Matmos read their biographies and re-enacted events from their lives, making songs out of the sounds of the re-enactments. They gathered objects that were important to these people, made noises with them, and built melodies out of the noises. Sometimes the songs are just a tight focus on one detail (the Wittgenstein song is just an exploded view of a single paragraph from his text "Philosophical Investigations") and sometimes they revisit one event from their life (the King Ludwig II song re-enacts the incident in which he ordered dinner to be served to his favorite horse inside his castle’s Hall of Mirrors with disastrous results). Sometimes they depict their subject abstractly: the Darby Crash song is dark electronics made out of the sound of Drew Daniel crying out in pain getting burned by the Germs’ Don Bolles, combined with the noise of M.C. Schmidt shaving his head. The Patricia Highsmith song was made as a collaboration with her favorite animal, the snail (they aimed a laser at a light sensitive theremin, and then got snails to crawl across the path of the laser, triggering changes in the theremin’s pitch).

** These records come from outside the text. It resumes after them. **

//! Process identity and control.

use std::ffi::{CStr, CString};
use std::ptr;

use tracing::trace;

use crate::error::{cvt, SysError, SysResult};

pub fn getpid() -> i32 {
    // SAFETY: getpid cannot fail.
    unsafe { libc::getpid() }
}

pub fn getppid() -> i32 {
    // SAFETY: getppid cannot fail.
    unsafe { libc::getppid() }
}

pub fn geteuid() -> u32 {
    // SAFETY: geteuid cannot fail.
    unsafe { libc::geteuid() }
}

pub fn getegid() -> u32 {
    // SAFETY: getegid cannot fail.
    unsafe { libc::getegid() }
}

/// Current value of the thread's `errno`.
pub fn errno() -> i32 {
    // SAFETY: __errno_location returns the calling thread's errno slot.
    unsafe { *libc::__errno_location() }
}

/// Overwrite the thread's `errno` (mostly `set_errno(0)`).
pub fn set_errno(value: i32) {
    // SAFETY: see `errno`.
    unsafe { *libc::__errno_location() = value }
}

/// Suspend the calling thread for `ms` milliseconds.
pub fn msleep(ms: u64) -> SysResult<()> {
    let req = libc::timespec {
        tv_sec: (ms / 1000) as libc::time_t,
        tv_nsec: ((ms % 1000) * 1_000_000) as libc::c_long,
    };
    // SAFETY: req is a valid timespec; the remainder pointer may be null.
    cvt(unsafe { libc::nanosleep(&req, ptr::null_mut()) })?;
    Ok(())
}

/// fork(2). Returns the child pid in the parent and 0 in the child.
pub fn fork() -> SysResult<i32> {
    // SAFETY: the caller is responsible for what runs in the child; this
    // crate keeps no locks or threads of its own.
    let pid = cvt(unsafe { libc::fork() })?;
    trace!(pid, "fork");
    Ok(pid)
}

/// Wait for a state change in a child.
///
/// `pid = -1` waits for any child, `0` for any child in the process group.
/// Returns `(pid, raw_status)`; decode with [`exit_status`], [`term_signal`]
/// and [`core_dumped`].
pub fn waitpid(pid: i32, options: i32) -> SysResult<(i32, i32)> {
    let mut status = 0;
    // SAFETY: status points to a live i32.
    let pid = cvt(unsafe { libc::waitpid(pid, &mut status, options) })?;
    Ok((pid, status))
}

/// Exit code of a child that exited normally.
pub fn exit_status(status: i32) -> i32 {
    (status & 0xff00) >> 8
}

/// Signal that terminated the child, 0 if none.
pub fn term_signal(status: i32) -> i32 {
    status & 0x7f
}

pub fn core_dumped(status: i32) -> bool {
    status & 0x80 != 0
}

pub fn kill(pid: i32, sig: i32) -> SysResult<()> {
    // SAFETY: kill takes plain integers.
    cvt(unsafe { libc::kill(pid, sig) })?;
    Ok(())
}

/// Replace the process image. Only returns on failure.
///
/// `envp` entries have the form `name=value`.
pub fn execve(path: &CStr, argv: &[CString], envp: &[CString]) -> SysError {
    let argv_ptrs = null_terminated(argv);
    let envp_ptrs = null_terminated(envp);
    trace!(path = ?path, argc = argv.len(), "execve");
    // SAFETY: both arrays are null-terminated and borrow from argv/envp,
    // which outlive the call.
    unsafe { libc::execve(path.as_ptr(), argv_ptrs.as_ptr(), envp_ptrs.as_ptr()) };
    SysError::last()
}

fn null_terminated(strings: &[CString]) -> Vec<*const libc::c_char> {
    strings
        .iter()
        .map(|s| s.as_ptr())
        .chain(std::iter::once(ptr::null()))
        .collect()
}
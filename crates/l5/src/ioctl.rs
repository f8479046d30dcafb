//! ioctl(2) passthroughs.
//!
//! Structured arguments travel through a [`MemBuf`] so the kernel always
//! sees 8-byte aligned memory, whether the caller staged the argument in
//! its own buffer or handed over a byte string.

use std::os::unix::io::RawFd;

use l5_mb::{BufferError, MemBuf};
use tracing::trace;

use crate::error::{cvt, SysResult};

/// Default size of the scratch area used for byte-string ioctl arguments.
pub const IOCTL_BUFLEN: usize = 1024;

/// ioctl with the buffer passed in place as the argument pointer.
///
/// The kernel reads and writes the buffer directly; the return value is
/// the raw ioctl result.
pub fn ioctl_buf(fd: RawFd, request: u64, buf: &mut MemBuf) -> SysResult<i32> {
    trace!(fd, request, len = buf.len(), "ioctl");
    // SAFETY: buf is writable for buf.len() bytes; the caller sizes it for
    // the request's argument structure.
    cvt(unsafe { libc::ioctl(fd, request as _, buf.as_mut_ptr()) })
}

/// ioctl with a byte-string argument staged in a scratch area of `buflen`
/// bytes (rounded up to a multiple of 8).
///
/// The outer result rejects an `arg` or `argout_len` that does not fit the
/// scratch area. On success, the first `argout_len` bytes of the scratch
/// area are returned when `argout_len > 0`.
pub fn ioctl_bytes(
    fd: RawFd,
    request: u64,
    arg: &[u8],
    argout_len: usize,
    buflen: usize,
) -> Result<SysResult<Option<Vec<u8>>>, BufferError> {
    let size = buflen.max(1).div_ceil(l5_mb::INT_SIZE) * l5_mb::INT_SIZE;
    let mut scratch = MemBuf::new(size)?;
    scratch.set(0, arg)?;
    scratch.get(0, argout_len)?;
    let ret = ioctl_buf(fd, request, &mut scratch)
        .map(|_| (argout_len > 0).then(|| scratch.as_bytes()[..argout_len].to_vec()));
    Ok(ret)
}

/// ioctl with a plain integer argument.
pub fn ioctl_int(fd: RawFd, request: u64, arg: i64) -> SysResult<i32> {
    trace!(fd, request, arg, "ioctl");
    // SAFETY: the argument is passed by value.
    cvt(unsafe { libc::ioctl(fd, request as _, arg as libc::c_long) })
}

#[cfg(test)]
mod tests {
    use super::*;
    use crate::error::SysError;
    use crate::io;
    use nix::errno::Errno;

    #[test]
    fn test_fionread_through_buffer() {
        let (r, w) = io::pipe().unwrap();
        io::write(w, b"12345").unwrap();

        let mut mb = MemBuf::new(8).unwrap();
        ioctl_buf(r, libc::FIONREAD as u64, &mut mb).unwrap();
        let pending = i32::from_ne_bytes(mb.get(0, 4).unwrap().try_into().unwrap());
        assert_eq!(pending, 5);

        io::close(r).unwrap();
        io::close(w).unwrap();
    }

    #[test]
    fn test_fionread_through_bytes() {
        let (r, w) = io::pipe().unwrap();
        io::write(w, b"abc").unwrap();

        let out = ioctl_bytes(r, libc::FIONREAD as u64, &[0u8; 4], 4, IOCTL_BUFLEN)
            .unwrap()
            .unwrap()
            .unwrap();
        assert_eq!(i32::from_ne_bytes(out[..].try_into().unwrap()), 3);

        let none = ioctl_bytes(r, libc::FIONREAD as u64, b"", 0, IOCTL_BUFLEN)
            .unwrap()
            .unwrap();
        assert!(none.is_none());

        io::close(r).unwrap();
        io::close(w).unwrap();
    }

    #[test]
    fn test_ioctl_bytes_too_large() {
        let arg = vec![0u8; IOCTL_BUFLEN + 1];
        assert!(matches!(
            ioctl_bytes(0, libc::FIONREAD as u64, &arg, 0, IOCTL_BUFLEN),
            Err(BufferError::OutOfRange { .. })
        ));
        assert!(matches!(
            ioctl_bytes(0, libc::FIONREAD as u64, b"", IOCTL_BUFLEN + 8, IOCTL_BUFLEN),
            Err(BufferError::OutOfRange { .. })
        ));
    }

    #[test]
    fn test_ioctl_bad_fd() {
        assert_eq!(
            ioctl_int(-1, libc::FIONBIO as u64, 1),
            Err(SysError::Os(Errno::EBADF))
        );
    }
}
//! mount(2) / umount(2) passthroughs.

use std::ffi::CStr;

use tracing::debug;

use crate::error::{cvt, SysResult};

/// Attach the filesystem `src` of type `fstype` at `dest`.
///
/// `data` is the filesystem-specific option string (may be empty).
pub fn mount(src: &CStr, dest: &CStr, fstype: &CStr, flags: u64, data: &CStr) -> SysResult<()> {
    debug!(src = ?src, dest = ?dest, fstype = ?fstype, flags, "mount");
    // SAFETY: all strings are NUL-terminated; data is read as a C string
    // by every filesystem that takes options.
    cvt(unsafe {
        libc::mount(
            src.as_ptr(),
            dest.as_ptr(),
            fstype.as_ptr(),
            flags as libc::c_ulong,
            data.as_ptr().cast(),
        )
    })?;
    Ok(())
}

pub fn umount(dest: &CStr) -> SysResult<()> {
    debug!(dest = ?dest, "umount");
    // SAFETY: dest is NUL-terminated.
    cvt(unsafe { libc::umount(dest.as_ptr()) })?;
    Ok(())
}
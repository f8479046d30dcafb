//! # host
//!
//! The flat function table handed to a scripting host.
//!
//! Every entry takes and returns [`Value`]s. Results follow two shapes:
//!
//! - success: one or more values (`[Bool(true)]` when there is nothing
//!   else to say)
//! - syscall failure: `[Nil, Int(code)]`, where `code` is the raw errno or
//!   `EAI_*` value
//!
//! Programmer errors (unknown function, wrong argument type, buffer range
//! or alignment violations) are raised as [`CallError`] instead.

mod args;
mod table;
mod value;

use std::collections::BTreeMap;

use l5_mb::BufferError;
use thiserror::Error;
use tracing::{debug, trace};

use crate::config::Config;

pub use value::{BufferRef, DirRef, Value};

pub(crate) use args::Args;

/// Library version string, exported to the host as `VERSION`.
pub const VERSION: &str = "L5-0.1";

#[derive(Error, Debug, Clone, PartialEq, Eq)]
pub enum CallError {
    #[error("unknown function: {0}")]
    UnknownFunction(String),

    #[error("{func}: bad argument #{position} ({expected} expected, got {got})")]
    BadArgument {
        func: &'static str,
        position: usize,
        expected: &'static str,
        got: &'static str,
    },

    #[error("{func}: {source}")]
    Buffer {
        func: &'static str,
        #[source]
        source: BufferError,
    },

    #[error("{func}: {what} too large ({len} > {max})")]
    TooLarge {
        func: &'static str,
        what: &'static str,
        len: usize,
        max: usize,
    },
}

impl CallError {
    pub(crate) fn buffer(func: &'static str) -> impl FnOnce(BufferError) -> Self {
        move |source| CallError::Buffer { func, source }
    }
}

pub type CallResult = Result<Vec<Value>, CallError>;

type HostFn = fn(&Config, &Args<'_>) -> CallResult;

/// The binding table: function name to implementation, plus the buffer
/// methods.
pub struct Library {
    config: Config,
    functions: BTreeMap<&'static str, HostFn>,
    methods: BTreeMap<&'static str, HostFn>,
}

impl Library {
    pub fn new(config: Config) -> Self {
        let functions: BTreeMap<_, _> = table::FUNCTIONS.iter().copied().collect();
        let methods: BTreeMap<_, _> = table::BUFFER_METHODS.iter().copied().collect();
        debug!(
            functions = functions.len(),
            methods = methods.len(),
            "Registered host table"
        );
        Self {
            config,
            functions,
            methods,
        }
    }

    pub fn config(&self) -> &Config {
        &self.config
    }

    /// Function names, sorted.
    pub fn names(&self) -> impl Iterator<Item = &'static str> + '_ {
        self.functions.keys().copied()
    }

    /// Buffer method names, sorted.
    pub fn method_names(&self) -> impl Iterator<Item = &'static str> + '_ {
        self.methods.keys().copied()
    }

    /// Non-function fields of the table.
    pub fn field(&self, name: &str) -> Option<Value> {
        match name {
            "VERSION" => Some(Value::from(VERSION)),
            _ => None,
        }
    }

    pub fn call(&self, name: &str, args: &[Value]) -> CallResult {
        let (&name, func) = self
            .functions
            .get_key_value(name)
            .ok_or_else(|| CallError::UnknownFunction(name.to_string()))?;
        trace!(name, nargs = args.len(), "call");
        func(&self.config, &Args::new(name, args))
    }

    /// Call a buffer method (`mb:get(...)` and friends) with `mb` as the
    /// receiver.
    pub fn call_method(&self, mb: &BufferRef, name: &str, args: &[Value]) -> CallResult {
        let (&name, func) = self
            .methods
            .get_key_value(name)
            .ok_or_else(|| CallError::UnknownFunction(name.to_string()))?;
        let mut full = Vec::with_capacity(args.len() + 1);
        full.push(Value::Buffer(mb.clone()));
        full.extend_from_slice(args);
        trace!(name, nargs = args.len(), "method call");
        func(&self.config, &Args::new(name, &full))
    }
}

impl Default for Library {
    fn default() -> Self {
        Self::new(Config::default())
    }
}
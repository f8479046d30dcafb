//! Basic file descriptor I/O.

use std::ffi::CStr;
use std::os::unix::io::RawFd;

use tracing::trace;

use crate::error::{cvt, SysResult};

/// Size of the fixed read performed by [`read4k`].
pub const READ4K_SIZE: usize = 4096;

pub fn open(path: &CStr, flags: i32, mode: u32) -> SysResult<RawFd> {
    // SAFETY: path is NUL-terminated; mode is passed as the variadic arg.
    let fd = cvt(unsafe { libc::open(path.as_ptr(), flags, mode as libc::c_uint) })?;
    trace!(path = ?path, flags, fd, "open");
    Ok(fd)
}

pub fn close(fd: RawFd) -> SysResult<()> {
    // SAFETY: closing an arbitrary integer fd is memory safe.
    cvt(unsafe { libc::close(fd) })?;
    Ok(())
}

/// Read up to `buf.len()` bytes into `buf`. Returns the byte count.
pub fn read(fd: RawFd, buf: &mut [u8]) -> SysResult<usize> {
    // SAFETY: buf is writable for buf.len() bytes.
    let n = cvt(unsafe { libc::read(fd, buf.as_mut_ptr().cast(), buf.len()) })?;
    Ok(n as usize)
}

/// Read up to 4096 bytes and return them.
pub fn read4k(fd: RawFd) -> SysResult<Vec<u8>> {
    let mut buf = vec![0u8; READ4K_SIZE];
    let n = read(fd, &mut buf)?;
    buf.truncate(n);
    Ok(buf)
}

/// Write `data`. Returns the number of bytes actually written.
pub fn write(fd: RawFd, data: &[u8]) -> SysResult<usize> {
    // SAFETY: data is readable for data.len() bytes.
    let n = cvt(unsafe { libc::write(fd, data.as_ptr().cast(), data.len()) })?;
    Ok(n as usize)
}

/// `dup2(old, new)`, or `dup(old)` when `new` is `None`.
pub fn dup2(oldfd: RawFd, newfd: Option<RawFd>) -> SysResult<RawFd> {
    // SAFETY: integer-only arguments.
    let fd = match newfd {
        Some(newfd) => cvt(unsafe { libc::dup2(oldfd, newfd) })?,
        None => cvt(unsafe { libc::dup(oldfd) })?,
    };
    Ok(fd)
}

/// Create a pipe, returning `(read_end, write_end)`.
pub fn pipe() -> SysResult<(RawFd, RawFd)> {
    let mut fds = [0 as libc::c_int; 2];
    // SAFETY: fds has room for the two descriptors.
    cvt(unsafe { libc::pipe(fds.as_mut_ptr()) })?;
    Ok((fds[0], fds[1]))
}

#[cfg(test)]
mod tests {
    use super::*;
    use crate::error::SysError;
    use nix::errno::Errno;
    use std::ffi::CString;
    use std::os::unix::ffi::OsStrExt;
    use tempfile::TempDir;

    fn cpath(p: &std::path::Path) -> CString {
        CString::new(p.as_os_str().as_bytes()).unwrap()
    }

    #[test]
    fn test_open_write_read() {
        let temp = TempDir::new().unwrap();
        let path = cpath(&temp.path().join("data.bin"));

        let fd = open(&path, libc::O_CREAT | libc::O_WRONLY, 0o644).unwrap();
        assert_eq!(write(fd, b"hello l5").unwrap(), 8);
        close(fd).unwrap();

        let fd = open(&path, libc::O_RDONLY, 0).unwrap();
        let mut buf = [0u8; 16];
        let n = read(fd, &mut buf).unwrap();
        assert_eq!(&buf[..n], b"hello l5");
        close(fd).unwrap();
    }

    #[test]
    fn test_read4k_short_file() {
        let temp = TempDir::new().unwrap();
        let file = temp.path().join("short.txt");
        std::fs::write(&file, b"abc").unwrap();
        let fd = open(&cpath(&file), libc::O_RDONLY, 0).unwrap();
        assert_eq!(read4k(fd).unwrap(), b"abc");
        assert_eq!(read4k(fd).unwrap(), b"");
        close(fd).unwrap();
    }

    #[test]
    fn test_open_missing() {
        let path = CString::new("/nonexistent/l5-test-file").unwrap();
        assert_eq!(open(&path, libc::O_RDONLY, 0), Err(SysError::Os(Errno::ENOENT)));
    }

    #[test]
    fn test_close_bad_fd() {
        assert_eq!(close(-1), Err(SysError::Os(Errno::EBADF)));
    }

    #[test]
    fn test_dup_and_dup2() {
        let (r, w) = pipe().unwrap();
        let w2 = dup2(w, None).unwrap();
        assert_ne!(w2, w);
        write(w2, b"x").unwrap();

        let (r3, w3) = pipe().unwrap();
        assert_eq!(dup2(r, Some(r3)).unwrap(), r3);
        let mut buf = [0u8; 1];
        assert_eq!(read(r3, &mut buf).unwrap(), 1);
        assert_eq!(&buf, b"x");

        for fd in [r, w, w2, r3, w3] {
            close(fd).unwrap();
        }
    }
}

Voices are more prominent on this record; there are guest vocals and cameo speeches by Antony, Kalonica McQuesten, Laetitia Sonami, Maja Ratjke, Bjork, and others. The album features Matmos’s most extremist and gutsy sound design but rubbed up against the most lyrical, heart-on-sleeve music they’ve ever written. French horns, tuba, strings, harp, darbuka, voice, guitar, drums and synths are chopped into tricky rhythmic patterns and melodic motifs. It’s a funkier, funnier affair than their last album, The Civil War, but also a darker one.

‘The Rose Has Teeth In The Mouth Of A Beast’ is accompanied by ten specially commissioned works of portraiture by such visual artists as Dan Clowes, Jason Mecier, and Michael Bernard Loggins, that depict the subjects of each song.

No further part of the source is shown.